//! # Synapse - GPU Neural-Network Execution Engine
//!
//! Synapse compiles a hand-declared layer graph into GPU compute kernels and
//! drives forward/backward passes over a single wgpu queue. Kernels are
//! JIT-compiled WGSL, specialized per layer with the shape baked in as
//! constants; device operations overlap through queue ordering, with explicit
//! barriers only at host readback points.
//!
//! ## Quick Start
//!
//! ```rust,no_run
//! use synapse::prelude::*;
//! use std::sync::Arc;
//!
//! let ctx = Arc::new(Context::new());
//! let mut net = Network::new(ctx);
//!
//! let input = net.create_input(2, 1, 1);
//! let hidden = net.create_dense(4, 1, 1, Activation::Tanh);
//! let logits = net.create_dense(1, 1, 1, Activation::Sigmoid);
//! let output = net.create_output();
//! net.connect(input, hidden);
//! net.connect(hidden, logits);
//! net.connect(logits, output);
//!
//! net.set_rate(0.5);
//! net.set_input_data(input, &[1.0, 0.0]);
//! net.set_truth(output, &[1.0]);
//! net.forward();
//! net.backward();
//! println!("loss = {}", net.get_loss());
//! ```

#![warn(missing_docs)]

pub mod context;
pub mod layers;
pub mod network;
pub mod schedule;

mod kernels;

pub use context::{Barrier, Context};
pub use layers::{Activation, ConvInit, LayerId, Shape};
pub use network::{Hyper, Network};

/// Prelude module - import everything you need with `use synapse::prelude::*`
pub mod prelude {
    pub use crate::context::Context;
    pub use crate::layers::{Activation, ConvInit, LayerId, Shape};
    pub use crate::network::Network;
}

====================

Each line that holds the string "hidden" is to be copied from the entries above.

**Exercise solution**
//! let hidden = net.create_dense(4, 1, 1, Activation::Tanh);
//! net.connect(input, hidden);
//! net.connect(hidden, logits);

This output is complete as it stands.